1. Obertura en blanco

La melodía del violín se deslizaba a través de las paredes de roble, y la acústica de la mansión la transformaba en algo parecido a un aliento antiguo, persistente. El instrumento lloraba la tristeza que su intérprete se negaba a sí mismo, esa que se instala en el pecho como un inquilino del que es imposible deshacerse.


No era una pieza de catálogo. No figuraba en los archivos de la biblioteca ni en las partituras amarillentas que Erick coleccionaba con celo. Era una "Obertura en blanco", una composición que Engél había rescatado de los rincones más profundos de su memoria. En su origen, no había sido más que un tarareo difuso, una canción de cuna sin letra que le traía una paz extraña, casi ajena. Con los años la había transformado, añadiendo capas de complejidad técnica hasta convertirla en una sonata que solo él sabía interpretar. Al tocarla, Engél no buscaba evocar recuerdos —pues no los tenía—, sino habitar ese vacío cálido donde nada dolía.

Cada nota arrastraba ecos de vidas que no pertenecían a quienes escuchaban, y aun así los sirvientes no podían evitar detenerse a contemplar aquel sonido, tan bello como desgarrador. El violín, de arce flameado y pátina de fuego, parecía haber absorbido la sabiduría de los siglos para despertar solo bajo su arco. Tchaikovsky, Paganini, o una sonata olvidada en el tiempo: la música era, sencillamente, el idioma de Engél. Su técnica era precisa, de esas que solo da el tiempo y la disciplina, sin fallos ni desafinaciones. Pero contenida. Engél tocaba como vivía: permitiéndose sentir hasta el límite exacto, sin cruzarlo jamás, como si una sola nota fuera de lugar pudiera desmoronar el escenario que tanto le había costado construir.

Chasquido.

La puerta del estudio se abrió, revelando un salón lo bastante amplio para albergar una orquesta de cámara, donde la opulencia histórica convivía con detalles del presente. Las cortinas de terciopelo acallaban el rumor de los vehículos del exterior; columnas de nogal tallado alternaban con papel tapiz de damasco en tonos burdeos y dorados, diseñadas para la música que ahí se tocaba. Del techo altísimo colgaba una araña de cristal y bronce cuyas luces LED bañaban la estancia en un cálido dorado.
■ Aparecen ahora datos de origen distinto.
use std::collections::HashMap;

use glam::Vec2;

use crate::api::types::EntityId;
use crate::components::behavior::{Behavior, Drawable};

/// Cache stamp meaning "never resolved".
pub(crate) const FRAME_NEVER: u64 = u64::MAX;

/// Fat scene-tree node — a single struct with optional capability slots.
/// Designed for simplicity and rapid prototyping over ECS purity.
///
/// Entities are constructed detached and enter the tree through
/// [`Scene::add_child`](crate::core::scene::Scene::add_child) (or are born
/// attached via `create_child`). Tree links and the relative-position
/// cache are managed by the scene.
pub struct Entity {
    /// String tag for finding entities by name.
    pub tag: String,
    /// Local position relative to the parent (top-left corner).
    /// Direct writes surface on the next frame's cache recomputation; use
    /// [`Scene::set_left`](crate::core::scene::Scene::set_left) /
    /// `set_top` for writes that must be visible within the same frame.
    pub position: Vec2,
    /// Velocity in units per second. The whole physics step is skipped
    /// while this is exactly zero, so static entities never accumulate
    /// field forces.
    pub velocity: Vec2,
    /// Per-tick velocity gain, applied on top of field forces.
    pub acceleration: Vec2,
    /// Width/height in game units. Not parent-relative.
    pub size: Vec2,
    /// Rotation in radians.
    pub rotation: f32,
    /// Mass, read when this entity appears in another entity's `fields`.
    pub mass: f32,
    /// Visibility gate: when false, the node and its whole subtree are
    /// skipped during rendering.
    pub display: bool,
    /// Free-form user data.
    pub state: HashMap<String, serde_json::Value>,
    /// Attractors this entity is subject to, by id.
    pub fields: Vec<EntityId>,
    /// Seconds of accumulated update time after which the node detaches
    /// itself from its parent.
    pub time_to_live: Option<f32>,
    /// Update capability (optional — entities without one are inert
    /// beyond the built-in physics step).
    pub behavior: Option<Box<dyn Behavior>>,
    /// Render capability (optional — entities without one are invisible
    /// but still traversed).
    pub drawable: Option<Box<dyn Drawable>>,

    // Tree links and relative-position cache, managed by Scene.
    pub(crate) parent: Option<EntityId>,
    pub(crate) children: Vec<EntityId>,
    pub(crate) in_tree: bool,
    pub(crate) age: f32,
    pub(crate) relative: Vec2,
    pub(crate) relative_frame: u64,
}

impl Entity {
    /// Create a new detached entity at the origin.
    pub fn new() -> Self {
        Self {
            tag: String::new(),
            position: Vec2::ZERO,
            velocity: Vec2::ZERO,
            acceleration: Vec2::ZERO,
            size: Vec2::ZERO,
            rotation: 0.0,
            mass: 0.0,
            display: true,
            state: HashMap::new(),
            fields: Vec::new(),
            time_to_live: None,
            behavior: None,
            drawable: None,
            parent: None,
            children: Vec::new(),
            in_tree: false,
            age: 0.0,
            relative: Vec2::ZERO,
            relative_frame: FRAME_NEVER,
        }
    }

    // -- Builder pattern --

    pub fn with_tag(mut self, tag: impl Into<String>) -> Self {
        self.tag = tag.into();
        self
    }

    pub fn with_position(mut self, position: Vec2) -> Self {
        self.position = position;
        self
    }

    pub fn with_velocity(mut self, velocity: Vec2) -> Self {
        self.velocity = velocity;
        self
    }

    pub fn with_acceleration(mut self, acceleration: Vec2) -> Self {
        self.acceleration = acceleration;
        self
    }

    pub fn with_size(mut self, size: Vec2) -> Self {
        self.size = size;
        self
    }

    pub fn with_rotation(mut self, rotation: f32) -> Self {
        self.rotation = rotation;
        self
    }

    pub fn with_mass(mut self, mass: f32) -> Self {
        self.mass = mass;
        self
    }

    pub fn with_display(mut self, display: bool) -> Self {
        self.display = display;
        self
    }

    pub fn with_field(mut self, field: EntityId) -> Self {
        self.fields.push(field);
        self
    }

    pub fn with_time_to_live(mut self, seconds: f32) -> Self {
        self.time_to_live = Some(seconds);
        self
    }

    pub fn with_behavior(mut self, behavior: impl Behavior + 'static) -> Self {
        self.behavior = Some(Box::new(behavior));
        self
    }

    pub fn with_drawable(mut self, drawable: impl Drawable + 'static) -> Self {
        self.drawable = Some(Box::new(drawable));
        self
    }

    // -- Transform accessors --

    /// Local x coordinate.
    pub fn left(&self) -> f32 {
        self.position.x
    }

    /// Local y coordinate.
    pub fn top(&self) -> f32 {
        self.position.y
    }

    pub fn width(&self) -> f32 {
        self.size.x
    }

    pub fn height(&self) -> f32 {
        self.size.y
    }

    // -- Tree state --

    pub fn parent(&self) -> Option<EntityId> {
        self.parent
    }

    pub fn children(&self) -> &[EntityId] {
        &self.children
    }

    /// Whether the node has gained scene context (attached to the tree,
    /// directly or transitively, at some point). Only in-tree nodes take
    /// part in relative-position caching.
    pub fn in_tree(&self) -> bool {
        self.in_tree
    }

    /// Accumulated update time in seconds.
    pub fn age(&self) -> f32 {
        self.age
    }
}

impl Default for Entity {
    fn default() -> Self {
        Self::new()
    }
}
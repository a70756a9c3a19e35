//! Stateless geometry tests for shaped entities. Not part of the tree
//! mechanics: callers resolve positions first (or use the scene-aware
//! convenience below, which does it for them).

use glam::Vec2;

use crate::api::types::EntityId;
use crate::core::scene::Scene;

/// Axis-aligned overlap test for two top-left/size rectangles.
/// Rectangles that merely share an edge do not overlap.
pub fn aabb_overlap(a_min: Vec2, a_size: Vec2, b_min: Vec2, b_size: Vec2) -> bool {
    a_min.x < b_min.x + b_size.x
        && b_min.x < a_min.x + a_size.x
        && a_min.y < b_min.y + b_size.y
        && b_min.y < a_min.y + a_size.y
}

/// Resolve both entities through the tree and test their bounding boxes.
/// Unknown ids never overlap.
pub fn entities_overlap(scene: &mut Scene, a: EntityId, b: EntityId) -> bool {
    let (Some(a_size), Some(b_size)) = (
        scene.get(a).map(|entity| entity.size),
        scene.get(b).map(|entity| entity.size),
    ) else {
        return false;
    };
    let a_min = scene.relative_position(a);
    let b_min = scene.relative_position(b);
    aabb_overlap(a_min, a_size, b_min, b_size)
}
La melodía se detuvo al instante, como si la madera hubiera percibido la interrupción antes que el propio intérprete.

—¿Estás seguro de que no quieres venir, Engél?
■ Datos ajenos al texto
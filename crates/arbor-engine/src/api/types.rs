use bytemuck::{Pod, Zeroable};
use serde::{Deserialize, Serialize};

/// Unique identifier for an entity in the scene.
#[derive(Debug, Clone, Copy, PartialEq, Eq, Hash)]
pub struct EntityId(pub u32);

/// Identifies a sound loaded by the host audio wrapper.
#[derive(Debug, Clone, Copy, PartialEq, Eq, Hash, Serialize, Deserialize)]
pub struct SoundId(pub u32);

/// Audio boundary command, queued by game logic and drained by the host.
/// The engine has no audio internals of its own: playback, decoding and
/// mixing all live behind this enum.
#[derive(Debug, Clone, Copy, PartialEq, Serialize, Deserialize)]
pub enum AudioCommand {
    /// Ask the host to load (or re-load) a sound.
    Load(SoundId),
    Play(SoundId),
    Pause(SoundId),
    /// Seek to a playback position in seconds.
    Seek(SoundId, f32),
}

/// A game event communicated from the engine to the host.
/// Generic container: `kind` identifies the event, `a/b/c` carry payload.
#[repr(C)]
#[derive(Debug, Clone, Copy, Default, Pod, Zeroable)]
pub struct GameEvent {
    pub kind: f32,
    pub a: f32,
    pub b: f32,
    pub c: f32,
}

impl GameEvent {
    pub const FLOATS: usize = 4;
}
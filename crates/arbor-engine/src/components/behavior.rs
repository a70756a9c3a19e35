// components/behavior.rs
//
// Capability components for per-entity logic. Traversal dispatches on
// presence: a node without a capability is stepped/skipped by the scene's
// built-in rules alone.

use glam::Vec2;

use crate::api::types::EntityId;
use crate::components::entity::Entity;
use crate::core::scene::Scene;
use crate::renderer::surface::DrawSurface;
use crate::renderer::viewport::Viewport;

/// Explicit propagation result of an update/render hook.
///
/// A missing hook always propagates; a present hook chooses. `Stop` from
/// an update hook freezes the node's subtree for this tick without hiding
/// it; `Stop` from a draw hook skips the subtree's rendering this frame.
#[derive(Debug, Clone, Copy, PartialEq, Eq)]
pub enum Flow {
    Continue,
    Stop,
}

/// Per-tick update capability.
pub trait Behavior {
    /// Runs after the node's own lifecycle and physics step, before its
    /// children are visited. The capability is temporarily taken out of
    /// the node for the duration of the call, so implementations get full
    /// mutable scene access and may spawn, attach and detach freely
    /// (structural changes to the child list land next tick).
    fn update(&mut self, scene: &mut Scene, id: EntityId, dt: f32) -> Flow;
}

/// Per-frame render capability.
pub trait Drawable {
    /// Only invoked while the node's `display` flag is true. Read the
    /// composited position from `ctx.position` (never the entity's raw
    /// local position) and map through `ctx.viewport` when drawing.
    fn draw(&mut self, entity: &Entity, ctx: &mut DrawContext<'_>) -> Flow;
}

/// Everything a draw hook needs for one invocation.
pub struct DrawContext<'a> {
    /// Absolute (tree-composited) position of the node being drawn.
    pub position: Vec2,
    /// Active logical-to-device mapping.
    pub viewport: Viewport,
    /// The output surface.
    pub surface: &'a mut dyn DrawSurface,
}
La pregunta flotó en el aire, ya gastada por la repetición de las últimas horas. Tras una respiración de tres tiempos —tomar el aire, retenerlo, soltarlo despacio—, el joven violinista de cabello tan oscuro como la noche y ojos de zafiro se giró, dándole la espalda al atril, el violín en una mano y el arco en la otra. Recuperó, antes de hablar, la serenidad educada que era su armadura.

—Seguro, maestro. La pequeña Juliette sigue un poco delicada tras su resfriado; será un placer quedarme a cuidarla.

Ambos sabían que era mentira. La bebé llevaba días completamente recuperada: dormía tranquila por las noches y, durante el día, reía con esa risa capaz de calentar hasta los corazones más fríos. Aun así, Erick no lo contradijo. Con los años había aprendido que Engél rara vez decía los motivos reales de sus decisiones.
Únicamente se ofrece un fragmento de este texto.